Maybe it’s in the frantic warnings of the parents, different than every other morning, as the kids clatter toward the door. There are the usual questions — “Do you have your homework? Your lunch money?” And of course, there are admonitions — “Be good. Don’t cause trouble at the bus stop. No swordfighting with your recorder in music today, okay?” But today, there are pleas, urgings, prayers almost — “Look, just try to stay tidy until your picture. Please make sure your breakfast goes in your mouth. No splashing in the sinks. Whatever you do, don’t play in the dirt until afternoon recess.” They stop, nod more solemnly than they usually do; none of the usual eye rolling. Your kids understand, for one rare moment, that your happiness rises and falls on their ability to follow directions, once they’re beyond your control.

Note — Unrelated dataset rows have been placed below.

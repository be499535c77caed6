//! Payout orchestrator
//!
//! Turns a completed job into one transfer per assigned worker. Each worker
//! is an independent unit of work: a missing payee account or a rejected
//! transfer fails that worker only, while persistence errors abort the call.

use std::collections::BTreeMap;
use std::future::Future;
use std::num::NonZeroUsize;
use std::sync::Arc;
use std::time::Duration;

use chrono::Utc;
use futures::stream::{self, StreamExt};
use rust_decimal::Decimal;
use tidyhome_domain::constants::{
    DEFAULT_CURRENCY, DEFAULT_GATEWAY_TIMEOUT_SECS, DEFAULT_PAYOUT_CONCURRENCY,
};
use tidyhome_domain::money::{split_evenly, Cents};
use tidyhome_domain::{
    Job, LedgerEntry, OrchestrationResult, Payout, Result, TidyHomeError, WorkerPayoutResult,
};
use tracing::{debug, info, instrument, warn};

use super::locks::JobLocks;
use super::ports::{
    Charge, JobRepository, LedgerRepository, PayeeAccountRepository, PaymentGateway,
    PayoutRepository, TransferRequest,
};
use crate::bonus::BonusEngine;
use crate::fees::{month_key, FeeTierQualifier, VolumeStatsRepository};

/// Collaborators of the orchestrator.
#[derive(Clone)]
pub struct PayoutDependencies {
    pub jobs: Arc<dyn JobRepository>,
    pub payouts: Arc<dyn PayoutRepository>,
    pub payee_accounts: Arc<dyn PayeeAccountRepository>,
    pub ledger: Arc<dyn LedgerRepository>,
    pub volume: Arc<dyn VolumeStatsRepository>,
    pub gateway: Arc<dyn PaymentGateway>,
    pub bonus: Arc<BonusEngine>,
    pub fees: Arc<FeeTierQualifier>,
}

/// Runtime knobs.
#[derive(Debug, Clone, PartialEq, Eq)]
pub struct OrchestratorSettings {
    /// Worker pipelines in flight at once; 1 runs them sequentially.
    pub max_concurrency: usize,
    /// Deadline for one gateway call, HTTP retries included.
    pub gateway_timeout: Duration,
    /// Currency for jobs that do not carry one.
    pub default_currency: String,
}

impl Default for OrchestratorSettings {
    fn default() -> Self {
        Self {
            max_concurrency: DEFAULT_PAYOUT_CONCURRENCY,
            gateway_timeout: Duration::from_secs(DEFAULT_GATEWAY_TIMEOUT_SECS),
            default_currency: DEFAULT_CURRENCY.to_string(),
        }
    }
}

/// Values shared by every worker of one run.
struct RunContext<'a> {
    job: &'a Job,
    charge: Charge,
    gross_per_worker: Cents,
    fee_percent: Decimal,
    currency: &'a str,
}

/// Distributes a completed job's charge among its workers.
pub struct PayoutOrchestrator {
    deps: PayoutDependencies,
    settings: OrchestratorSettings,
    locks: JobLocks,
}

impl PayoutOrchestrator {
    pub fn new(deps: PayoutDependencies, settings: OrchestratorSettings) -> Self {
        Self { deps, settings, locks: JobLocks::new() }
    }

    /// Load a job and its assigned workers, then pay them.
    ///
    /// # Errors
    /// `NotFound` when the job does not exist, plus everything
    /// [`Self::process_job_payout`] returns.
    pub async fn process_job(&self, job_id: &str) -> Result<OrchestrationResult> {
        let job = self
            .deps
            .jobs
            .find_job(job_id)
            .await?
            .ok_or_else(|| TidyHomeError::NotFound(format!("job {job_id}")))?;
        let workers = self.deps.jobs.assigned_workers(job_id).await?;
        self.process_job_payout(&job, &workers).await
    }

    /// Pay every assigned worker their share of the job.
    ///
    /// Results are returned in the order of `worker_ids`. Re-running for the
    /// same job is safe: completed payouts are reported again without a new
    /// transfer, failed ones are retried.
    ///
    /// # Errors
    /// - `InvalidInput` for an empty worker list, a negative charge or a job
    ///   without a charge reference
    /// - gateway errors while retrieving the charge
    /// - any persistence error raised while paying a worker
    #[instrument(skip(self, job, worker_ids), fields(job_id = %job.id, workers = worker_ids.len()))]
    pub async fn process_job_payout(
        &self,
        job: &Job,
        worker_ids: &[String],
    ) -> Result<OrchestrationResult> {
        let Some(worker_count) = NonZeroUsize::new(worker_ids.len()) else {
            return Err(TidyHomeError::InvalidInput(format!(
                "job {} has no assigned workers",
                job.id
            )));
        };
        if job.amount_charged_cents < 0 {
            return Err(TidyHomeError::InvalidInput(format!(
                "job {} has a negative charge of {}",
                job.id, job.amount_charged_cents
            )));
        }
        let Some(charge_ref) = job.charge_ref.as_deref() else {
            return Err(TidyHomeError::InvalidInput(format!(
                "job {} has no charge reference",
                job.id
            )));
        };

        let _lock = self.locks.acquire(&job.id).await;

        let charge = self
            .with_timeout("retrieve charge", self.deps.gateway.retrieve_charge(charge_ref))
            .await?;
        let fee_percent = match job.business_id.as_deref() {
            Some(business_id) => self.deps.fees.get_business_fee(business_id).await?.fee_percent,
            None => self.deps.fees.individual_fee().await?,
        };

        let run = RunContext {
            job,
            charge,
            gross_per_worker: split_evenly(job.amount_charged_cents, worker_count),
            fee_percent,
            currency: if job.currency.trim().is_empty() {
                &self.settings.default_currency
            } else {
                &job.currency
            },
        };
        debug!(
            gross_per_worker = run.gross_per_worker,
            fee_percent = %run.fee_percent,
            "payout run prepared"
        );

        let outcomes: Vec<Result<WorkerPayoutResult>> = stream::iter(worker_ids)
            .map(|worker_id| self.pay_worker(&run, worker_id))
            .buffered(self.settings.max_concurrency.max(1))
            .collect()
            .await;

        let payouts = outcomes.into_iter().collect::<Result<Vec<_>>>()?;
        let result = OrchestrationResult::from_payouts(payouts);

        info!(
            success = result.success,
            failed = result.failed_workers().count(),
            "job payout finished"
        );
        Ok(result)
    }

    async fn pay_worker(
        &self,
        run: &RunContext<'_>,
        worker_id: &str,
    ) -> Result<WorkerPayoutResult> {
        let job = run.job;

        if let Some(existing) = self.deps.payouts.find(&job.id, worker_id).await? {
            if existing.status.is_paid() {
                debug!(worker_id, payout_id = %existing.id, "payout already completed");
                return Ok(settled(worker_id, existing));
            }
        }

        let Some(account) = self.deps.payee_accounts.find(worker_id).await? else {
            let error = TidyHomeError::MissingPayeeAccount(worker_id.to_string());
            warn!(worker_id, "skipping worker without payee account");
            return Ok(WorkerPayoutResult::failed(worker_id, error));
        };

        let bonus = self
            .deps
            .bonus
            .calculate_payout_bonus(worker_id, &job.site_id, run.gross_per_worker, run.fee_percent)
            .await?;

        let mut payout = self
            .deps
            .payouts
            .upsert_processing(&Payout::processing(
                &job.id,
                worker_id,
                run.currency,
                &bonus,
                Utc::now().timestamp(),
            ))
            .await?;
        // Another process completed the row between the lookup and the upsert.
        if payout.status.is_paid() {
            debug!(worker_id, payout_id = %payout.id, "payout completed by another run");
            return Ok(settled(worker_id, payout));
        }

        let request = TransferRequest {
            amount_cents: payout.amount_cents,
            currency: payout.currency.clone(),
            destination: account.account_ref,
            linked_charge_id: run.charge.charge_id.clone(),
            idempotency_key: payout.idempotency_key(),
            metadata: transfer_metadata(&payout),
        };

        match self.with_timeout("transfer", self.deps.gateway.transfer(&request)).await {
            Ok(transfer) => {
                let now = Utc::now();
                let won = self
                    .deps
                    .payouts
                    .mark_completed(&payout.id, &transfer.transfer_id, now.timestamp())
                    .await?;
                if !won {
                    debug!(worker_id, payout_id = %payout.id, "payout settled by another run");
                    return self.stored_settlement(job, worker_id).await;
                }
                payout.mark_completed(&transfer.transfer_id, now.timestamp());

                self.deps
                    .ledger
                    .append(&[
                        LedgerEntry::payout_entry(&payout, now),
                        LedgerEntry::platform_fee_entry(&payout, now),
                    ])
                    .await?;

                if let Some(business_id) = job.business_id.as_deref() {
                    self.deps
                        .volume
                        .record_completed_job(
                            business_id,
                            &month_key(now),
                            run.gross_per_worker,
                            now.timestamp(),
                        )
                        .await?;
                }

                info!(
                    worker_id,
                    payout_id = %payout.id,
                    transfer_id = %transfer.transfer_id,
                    amount_cents = payout.amount_cents,
                    bonus_cents = payout.preferred_bonus_amount_cents,
                    "worker paid"
                );
                Ok(WorkerPayoutResult::paid(worker_id, payout.amount_cents, transfer.transfer_id))
            }
            Err(error) if error.is_persistence() => Err(error),
            Err(error) => {
                let failed_at = Utc::now().timestamp();
                let recorded = self.deps.payouts.mark_failed(&payout.id, &error, failed_at).await?;
                if !recorded {
                    let stored = self.deps.payouts.find(&job.id, worker_id).await?;
                    if let Some(stored) = stored.filter(|p| p.status.is_paid()) {
                        debug!(worker_id, payout_id = %stored.id, "payout settled by another run");
                        return Ok(settled(worker_id, stored));
                    }
                }
                payout.mark_failed(&error, failed_at);
                warn!(
                    worker_id,
                    payout_id = %payout.id,
                    retryable = error.is_retryable(),
                    next_attempt = payout.attempt,
                    error = %error,
                    "transfer failed"
                );
                Ok(WorkerPayoutResult::failed(worker_id, error))
            }
        }
    }

    /// Report the row another run completed while this run was waiting on
    /// the gateway.
    async fn stored_settlement(&self, job: &Job, worker_id: &str) -> Result<WorkerPayoutResult> {
        match self.deps.payouts.find(&job.id, worker_id).await? {
            Some(stored) if stored.status.is_paid() => Ok(settled(worker_id, stored)),
            Some(stored) => Err(TidyHomeError::Internal(format!(
                "payout {} left {} by a concurrent run",
                stored.id, stored.status
            ))),
            None => Err(TidyHomeError::NotFound(format!(
                "payout for job {} worker {worker_id}",
                job.id
            ))),
        }
    }

    async fn with_timeout<T>(
        &self,
        operation: &str,
        call: impl Future<Output = Result<T>> + Send,
    ) -> Result<T> {
        let limit = self.settings.gateway_timeout;
        tokio::time::timeout(limit, call).await.unwrap_or_else(|_| {
            Err(TidyHomeError::Timeout(format!("{operation} exceeded {}s", limit.as_secs_f64())))
        })
    }
}

fn settled(worker_id: &str, payout: Payout) -> WorkerPayoutResult {
    WorkerPayoutResult::paid(worker_id, payout.amount_cents, payout.transfer_id.unwrap_or_default())
}

fn transfer_metadata(payout: &Payout) -> BTreeMap<String, String> {
    let mut metadata = BTreeMap::from([
        ("job_id".to_string(), payout.job_id.clone()),
        ("worker_id".to_string(), payout.worker_id.clone()),
        ("payout_id".to_string(), payout.id.clone()),
        ("preferred_home".to_string(), payout.is_preferred_home_job.to_string()),
    ]);
    if payout.preferred_bonus_applied {
        metadata.insert("bonus_cents".to_string(), payout.preferred_bonus_amount_cents.to_string());
    }
    if let Some(tier) = payout.tier_at_payout {
        metadata.insert("tier".to_string(), tier.to_string());
    }
    metadata
}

Or maybe it’s in the lines of kids standing against the gymnasium walls, nervously awaiting their turn before the camera. They’re not in their Sunday best, usually — that would be too conservative — though a few boys are buttoned and knotted into miniature Brooks Brothers shirts and ties, oddly serious as if rehearsing some stifling notion of adulthood. No, most kids are in their peacock finery: their brightest, trendiest clothes, little hipsters who will leave not only the stamp of “THIS IS ME” on their pictures, but a clear declaration of “THIS IS NOW.” The girls, especially, no matter how young, have special permission today to embrace the sparkly, the dangly, the poofy. Hair is teased and curled, contraband lip gloss gleams in the fluorescent light. They, too, are rehearsing for adulthood, but it’s not stifling. It’s exciting, and they are lined up, clutching their picture orders like tickets to get on the biggest, best ferris wheel in the world.

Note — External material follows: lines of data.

//! Configuration loading and management
//!
//! This module provides utilities for loading application configuration
//! from environment variables and files.

pub mod loader;

// Re-export commonly used items
pub use loader::{env_bool, load, load_from_env, load_from_file, find_config_file};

It might be in the careful eyes and hands of the adults who guide the process. They’re intercessories for every parent who can’t be there in person: the teachers, even more so today than every other day; the PTO volunteers standing by with tissues and combs; and the photographers themselves. They stand guard to avert disaster in those last critical moments. They advise on questions of monumental importance: top button buttoned? hair over the shoulder? glasses on or off? They tame cowlicks and smudges with beneficent hands. It is holy work, to make a child feel beautiful, to want to smile.

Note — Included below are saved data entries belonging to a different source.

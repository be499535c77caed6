//! Process configuration from `TIDYHOME_*` environment variables, or from a
//! JSON/TOML file when `TIDYHOME_DB_PATH` or `TIDYHOME_GATEWAY_API_KEY` is
//! unset. Optional variables fall back to `tidyhome_domain::constants`.
//!
//! The file is the first of `config.{json,toml}`, `tidyhome.{json,toml}` and
//! `../config.{json,toml}` found under the working directory, then under the
//! executable's directory.

use std::path::{Path, PathBuf};
use std::str::FromStr;

use tidyhome_domain::{
    Config, DatabaseConfig, GatewayConfig, PayoutsConfig, Result, TidyHomeError,
};

/// Environment first, then the first config file found.
///
/// # Errors
/// `TidyHomeError::Config` when neither source yields a valid configuration.
pub fn load() -> Result<Config> {
    match load_from_env() {
        Ok(config) => {
            tracing::info!("Configuration loaded from environment variables");
            Ok(config)
        }
        Err(e) => {
            tracing::debug!(error = ?e, "Failed to load from environment, trying file");
            load_from_file(None)
        }
    }
}

/// Load configuration from environment variables
///
/// # Errors
/// Returns `TidyHomeError::Config` if required variables are missing
/// or any variable has an invalid value.
pub fn load_from_env() -> Result<Config> {
    let defaults = Config::default();

    let database = DatabaseConfig {
        path: env_var("TIDYHOME_DB_PATH")?,
        pool_size: env_parse("TIDYHOME_DB_POOL_SIZE", defaults.database.pool_size)?,
    };

    let gateway = GatewayConfig {
        base_url: std::env::var("TIDYHOME_GATEWAY_URL").unwrap_or(defaults.gateway.base_url),
        api_key: env_var("TIDYHOME_GATEWAY_API_KEY")?,
        timeout_secs: env_parse("TIDYHOME_GATEWAY_TIMEOUT_SECS", defaults.gateway.timeout_secs)?,
        max_attempts: env_parse("TIDYHOME_GATEWAY_MAX_ATTEMPTS", defaults.gateway.max_attempts)?,
    };

    let payouts = PayoutsConfig {
        currency: std::env::var("TIDYHOME_PAYOUT_CURRENCY").unwrap_or(defaults.payouts.currency),
        max_concurrency: env_parse(
            "TIDYHOME_PAYOUT_MAX_CONCURRENCY",
            defaults.payouts.max_concurrency,
        )?,
    };

    Ok(Config { database, gateway, payouts })
}

/// Load `path`, or the first file [`find_config_file`] returns.
///
/// # Errors
/// `TidyHomeError::Config` when no file is found or it does not parse.
pub fn load_from_file(path: Option<PathBuf>) -> Result<Config> {
    let config_path = match path {
        Some(p) => {
            if !p.exists() {
                return Err(TidyHomeError::Config(format!(
                    "Config file not found: {}",
                    p.display()
                )));
            }
            p
        }
        None => find_config_file().ok_or_else(|| {
            TidyHomeError::Config(
                "No config file found in any of the standard locations".to_string(),
            )
        })?,
    };

    tracing::info!(path = %config_path.display(), "Loading configuration from file");

    let contents = std::fs::read_to_string(&config_path)
        .map_err(|e| TidyHomeError::Config(format!("Failed to read config file: {e}")))?;

    parse_config(&contents, &config_path)
}

/// JSON or TOML by extension; a file without one is read as JSON.
fn parse_config(contents: &str, path: &Path) -> Result<Config> {
    let extension = path.extension().and_then(|e| e.to_str()).unwrap_or("json");

    match extension {
        "toml" => toml::from_str(contents)
            .map_err(|e| TidyHomeError::Config(format!("Invalid TOML format: {e}"))),
        "json" => serde_json::from_str(contents)
            .map_err(|e| TidyHomeError::Config(format!("Invalid JSON format: {e}"))),
        _ => Err(TidyHomeError::Config(format!("Unsupported config format: {extension}"))),
    }
}

/// First existing config file, looked up as the module docs describe.
pub fn find_config_file() -> Option<PathBuf> {
    const NAMES: [&str; 6] = [
        "config.json",
        "config.toml",
        "tidyhome.json",
        "tidyhome.toml",
        "../config.json",
        "../config.toml",
    ];

    let mut roots = Vec::new();
    if let Ok(cwd) = std::env::current_dir() {
        roots.push(cwd);
    }
    if let Some(exe_dir) =
        std::env::current_exe().ok().and_then(|exe| exe.parent().map(Path::to_path_buf))
    {
        roots.push(exe_dir);
    }

    roots
        .iter()
        .flat_map(|root| NAMES.iter().map(move |name| root.join(name)))
        .find(|path| path.exists())
}

/// Get required environment variable
///
/// # Errors
/// Returns `TidyHomeError::Config` if the variable is not set.
fn env_var(key: &str) -> Result<String> {
    std::env::var(key).map_err(|_| {
        TidyHomeError::Config(format!("Missing required environment variable: {key}"))
    })
}

/// Parse an optional environment variable, falling back to `default`.
///
/// # Errors
/// Returns `TidyHomeError::Config` when the variable is set but invalid.
fn env_parse<T>(key: &str, default: T) -> Result<T>
where
    T: FromStr,
    T::Err: std::fmt::Display,
{
    match std::env::var(key) {
        Ok(raw) => raw
            .trim()
            .parse()
            .map_err(|e| TidyHomeError::Config(format!("Invalid value for {key}: {e}"))),
        Err(_) => Ok(default),
    }
}

/// Parse boolean from environment variable
///
/// Accepts: `1`/`0`, `true`/`false`, `yes`/`no`, `on`/`off` (case-insensitive)
pub fn env_bool(key: &str, default: bool) -> bool {
    std::env::var(key)
        .ok()
        .map(|s| matches!(s.to_ascii_lowercase().as_str(), "1" | "true" | "yes" | "on"))
        .unwrap_or(default)
}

Ultimately, that’s what makes Picture Day an act of faith. Each child, exactly as they are — that day, that moment — sits, smiles, and is recorded. Whether they buy photos or not, they are worth the dignity of a photo, so they will be in the class picture. For that one second, no matter what awaits them back in the classroom, or back at home, they have something to smile for. It’s a message to their friends, and their future selves. It says, “Remember me, just like this.” And if you look at them that way, no class picture can be anything but beautiful.
What are your Picture Day memories?
Marching to the room where the photographer was set up; giggling and squirming in line; and simultaneously being a little nervous, not caring a fig and trying hard to make a good picture (the pictures from about kindergarten to second grade are priceless and hilarious).